Work to be completed: For the entries below, the expected answer is the line with "session discarded by", the line with "user can retry.", and every line between them, exactly as written, and nothing more.

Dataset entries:
▬▬▬▬▬▬▬▬▬▬

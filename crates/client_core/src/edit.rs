use std::sync::{
    atomic::{AtomicBool, Ordering},
    Arc,
};

use shared::{
    domain::{editable_field, FieldKind, SiteId},
    error::CatalogError,
    protocol::SiteUpdate,
};
use tokio::sync::Mutex;
use tracing::{debug, info, warn};

use crate::{
    api::ApiClient,
    error::{AuthError, ClientError, ValidationError},
    gate::{EditCredentials, EditGate},
    render::{normalize_date_input, render_record, RecordView},
};

const DATE_PLACEHOLDER: &str = "dd-mm-yyyy";
const UPDATED: &str = "Site updated successfully";

#[derive(Debug, Clone, Copy, PartialEq, Eq)]
pub enum EditMode {
    Viewing,
    Editing,
}

#[derive(Debug, Clone, PartialEq, Eq)]
pub struct EditInput {
    pub field: &'static str,
    pub label: &'static str,
    pub value: String,
    pub placeholder: Option<&'static str>,
    touched: bool,
}

impl EditInput {
    pub fn is_touched(&self) -> bool {
        self.touched
    }
}

/// Editable rendering of the displayed record, pre-populated from the view.
#[derive(Debug, Clone, PartialEq, Eq)]
pub struct EditForm {
    pub site_id: SiteId,
    pub inputs: Vec<EditInput>,
}

impl EditForm {
    fn from_view(site_id: SiteId, view: &RecordView) -> Self {
        let inputs = view
            .slots
            .iter()
            .filter(|slot| slot.kind != FieldKind::Identifier)
            .map(|slot| {
                let (value, placeholder) = if slot.kind == FieldKind::Date {
                    (normalize_date_input(&slot.text), Some(DATE_PLACEHOLDER))
                } else {
                    (slot.text.clone(), None)
                };
                EditInput {
                    field: slot.slot,
                    label: slot.label,
                    value,
                    placeholder,
                    touched: false,
                }
            })
            .collect();
        Self { site_id, inputs }
    }

    pub fn value(&self, field: &str) -> Option<&str> {
        self.input(field).map(|input| input.value.as_str())
    }

    pub fn input(&self, field: &str) -> Option<&EditInput> {
        self.inputs.iter().find(|input| input.field == field)
    }

    fn set(&mut self, field: &str, value: &str) -> Result<(), ValidationError> {
        let def = editable_field(field)?;
        let input = self
            .inputs
            .iter_mut()
            .find(|input| input.field == def.slot)
            .ok_or_else(|| CatalogError::UnknownField(field.to_string()))?;
        input.value = value.to_string();
        input.touched = true;
        Ok(())
    }

    /// Fields the user touched, trimmed, with blanks left out: an emptied
    /// input means "unchanged", never "clear the field".
    pub fn pending_edits(&self) -> SiteUpdate {
        self.inputs
            .iter()
            .filter(|input| input.touched)
            .filter_map(|input| {
                let trimmed = input.value.trim();
                (!trimmed.is_empty()).then(|| (input.field.to_string(), trimmed.to_string()))
            })
            .collect()
    }
}

/// Outcome of a save request that did not fail.
#[derive(Debug)]
pub enum SaveOutcome {
    /// Update accepted and the canonical record re-rendered.
    Saved { message: String, view: RecordView },
    /// Update accepted, but re-fetching the record failed; the displayed
    /// view still shows the pre-edit values.
    SavedStale {
        message: String,
        refresh_error: ClientError,
    },
    /// Another save for this session is still outstanding.
    Ignored,
}

struct EditSession {
    record_id: SiteId,
    original_snapshot: RecordView,
    form: EditForm,
}

#[derive(Default)]
struct ControllerState {
    displayed: Option<RecordView>,
    session: Option<EditSession>,
    /// Token the edit gate was passed under.
    grant: Option<String>,
}

/// Owns the read-only view / in-place edit toggle and reconciles edits
/// with the server. Editing is active exactly when an `EditSession` exists.
pub struct EditSessionController {
    api: Arc<ApiClient>,
    gate: Arc<dyn EditGate>,
    state: Mutex<ControllerState>,
    /// Serializes search, save and cancel so a cancel waits for an
    /// outstanding save instead of racing its re-fetch.
    op_lock: Mutex<()>,
    save_in_flight: AtomicBool,
}

struct InFlight<'a>(&'a AtomicBool);

impl Drop for InFlight<'_> {
    fn drop(&mut self) {
        self.0.store(false, Ordering::Release);
    }
}

impl EditSessionController {
    pub fn new(api: Arc<ApiClient>, gate: Arc<dyn EditGate>) -> Arc<Self> {
        Arc::new(Self {
            api,
            gate,
            state: Mutex::new(ControllerState::default()),
            op_lock: Mutex::new(()),
            save_in_flight: AtomicBool::new(false),
        })
    }

    pub fn api(&self) -> &Arc<ApiClient> {
        &self.api
    }

    pub async fn mode(&self) -> EditMode {
        if self.state.lock().await.session.is_some() {
            EditMode::Editing
        } else {
            EditMode::Viewing
        }
    }

    pub async fn displayed(&self) -> Option<RecordView> {
        self.state.lock().await.displayed.clone()
    }

    pub async fn form(&self) -> Option<EditForm> {
        self.state
            .lock()
            .await
            .session
            .as_ref()
            .map(|session| session.form.clone())
    }

    /// View as it was when edit mode was entered.
    pub async fn original_snapshot(&self) -> Option<RecordView> {
        self.state
            .lock()
            .await
            .session
            .as_ref()
            .map(|session| session.original_snapshot.clone())
    }

    /// Looks a site up and displays it, discarding any edit in progress.
    pub async fn search(&self, raw_site_id: &str) -> Result<RecordView, ClientError> {
        let site_id = SiteId::parse(raw_site_id).ok_or(ValidationError::EmptySiteId)?;
        let _op = self.op_lock.lock().await;

        let record = self.api.fetch_site(&site_id).await?;
        let view = render_record(&record);

        let mut state = self.state.lock().await;
        if state.session.take().is_some() {
            info!(%site_id, "edit session discarded by new search");
        }
        state.displayed = Some(view.clone());
        debug!(%site_id, "site displayed");
        Ok(view)
    }

    /// Passes the edit gate for the current login.
    pub async fn unlock_editing(&self, credentials: &EditCredentials) -> Result<(), ClientError> {
        let token = self
            .api
            .session()
            .token()
            .ok_or(AuthError::NotAuthenticated)?;
        self.gate.authorize(credentials).await?;
        self.state.lock().await.grant = Some(token);
        Ok(())
    }

    pub async fn is_edit_unlocked(&self) -> bool {
        let grant = self.state.lock().await.grant.clone();
        grant.is_some() && grant == self.api.session().token()
    }

    /// Viewing -> Editing. Re-entering while already editing returns the
    /// live form unchanged.
    pub async fn enter_edit(&self) -> Result<EditForm, ClientError> {
        let token = self.api.session().token();
        let mut state = self.state.lock().await;
        if let Some(session) = &state.session {
            return Ok(session.form.clone());
        }

        let view = state
            .displayed
            .clone()
            .ok_or(ValidationError::NoRecordSelected)?;
        let site_id = view.site_id().ok_or(ValidationError::NoRecordSelected)?;

        if token.is_none() || state.grant != token {
            return Err(ClientError::PermissionDenied(
                "edit access has not been granted for this login".into(),
            ));
        }

        let form = EditForm::from_view(site_id.clone(), &view);
        state.session = Some(EditSession {
            record_id: site_id.clone(),
            original_snapshot: view,
            form: form.clone(),
        });
        info!(%site_id, "edit mode entered");
        Ok(form)
    }

    pub async fn set_field(&self, field: &str, value: &str) -> Result<(), ClientError> {
        let mut state = self.state.lock().await;
        let session = state.session.as_mut().ok_or(ValidationError::NotEditing)?;
        session.form.set(field, value)?;
        Ok(())
    }

    /// Sends the pending edits. On failure the session stays in edit mode
    /// with every input intact so the user can retry.
    pub async fn save(&self) -> Result<SaveOutcome, ClientError> {
        if self.save_in_flight.swap(true, Ordering::AcqRel) {
            debug!("save ignored: another save is outstanding");
            return Ok(SaveOutcome::Ignored);
        }
        let _in_flight = InFlight(&self.save_in_flight);
        let _op = self.op_lock.lock().await;

        let (site_id, edits) = {
            let state = self.state.lock().await;
            let session = state.session.as_ref().ok_or(ValidationError::NotEditing)?;
            let edits = session.form.pending_edits();
            if edits.is_empty() {
                return Err(ValidationError::NothingToUpdate.into());
            }
            (session.record_id.clone(), edits)
        };

        info!(%site_id, fields = edits.len(), "saving site edits");
        let response = match self.api.update_site(&site_id, &edits).await {
            Ok(response) => response,
            Err(err) => {
                warn!(%site_id, %err, "save failed; staying in edit mode");
                return Err(err);
            }
        };
        let message = response.message.unwrap_or_else(|| UPDATED.to_string());
        self.state.lock().await.session = None;

        match self.api.fetch_site(&site_id).await {
            Ok(record) => {
                let view = render_record(&record);
                self.state.lock().await.displayed = Some(view.clone());
                info!(%site_id, "site saved and re-rendered");
                Ok(SaveOutcome::Saved { message, view })
            }
            Err(refresh_error) => {
                warn!(%site_id, err = %refresh_error, "site saved but re-fetch failed");
                Ok(SaveOutcome::SavedStale {
                    message,
                    refresh_error,
                })
            }
        }
    }

    /// Editing -> Viewing, reloading the record from the server rather than
    /// restoring the snapshot. Waits for an outstanding save first; if that
    /// save already ended the session this is a no-op returning `None`.
    ///
    /// When the reload fails the session is still gone and the view keeps
    /// whatever it displayed before editing.
    pub async fn cancel(&self) -> Result<Option<RecordView>, ClientError> {
        let _op = self.op_lock.lock().await;
        let site_id = match self.state.lock().await.session.take() {
            Some(session) => session.record_id,
            None => return Ok(None),
        };
        info!(%site_id, "edit cancelled; reloading site");

        let record = self.api.fetch_site(&site_id).await?;
        let view = render_record(&record);
        self.state.lock().await.displayed = Some(view.clone());
        Ok(Some(view))
    }

    /// Drops everything tied to the current login: the displayed record, any
    /// edit session and the edit grant.
    pub async fn reset(&self) {
        let mut state = self.state.lock().await;
        *state = ControllerState::default();
    }
}

#[cfg(test)]
#[path = "tests/edit_tests.rs"]
mod tests;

▬▬▬▬▬▬▬▬▬▬

Exercise answer:
            info!(%site_id, "edit session discarded by new search");
        }
        state.displayed = Some(view.clone());
        debug!(%site_id, "site displayed");
        Ok(view)
    }

    /// Passes the edit gate for the current login.
    pub async fn unlock_editing(&self, credentials: &EditCredentials) -> Result<(), ClientError> {
        let token = self
            .api
            .session()
            .token()
            .ok_or(AuthError::NotAuthenticated)?;
        self.gate.authorize(credentials).await?;
        self.state.lock().await.grant = Some(token);
        Ok(())
    }

    pub async fn is_edit_unlocked(&self) -> bool {
        let grant = self.state.lock().await.grant.clone();
        grant.is_some() && grant == self.api.session().token()
    }

    /// Viewing -> Editing. Re-entering while already editing returns the
    /// live form unchanged.
    pub async fn enter_edit(&self) -> Result<EditForm, ClientError> {
        let token = self.api.session().token();
        let mut state = self.state.lock().await;
        if let Some(session) = &state.session {
            return Ok(session.form.clone());
        }

        let view = state
            .displayed
            .clone()
            .ok_or(ValidationError::NoRecordSelected)?;
        let site_id = view.site_id().ok_or(ValidationError::NoRecordSelected)?;

        if token.is_none() || state.grant != token {
            return Err(ClientError::PermissionDenied(
                "edit access has not been granted for this login".into(),
            ));
        }

        let form = EditForm::from_view(site_id.clone(), &view);
        state.session = Some(EditSession {
            record_id: site_id.clone(),
            original_snapshot: view,
            form: form.clone(),
        });
        info!(%site_id, "edit mode entered");
        Ok(form)
    }

    pub async fn set_field(&self, field: &str, value: &str) -> Result<(), ClientError> {
        let mut state = self.state.lock().await;
        let session = state.session.as_mut().ok_or(ValidationError::NotEditing)?;
        session.form.set(field, value)?;
        Ok(())
    }

    /// Sends the pending edits. On failure the session stays in edit mode
    /// with every input intact so the user can retry.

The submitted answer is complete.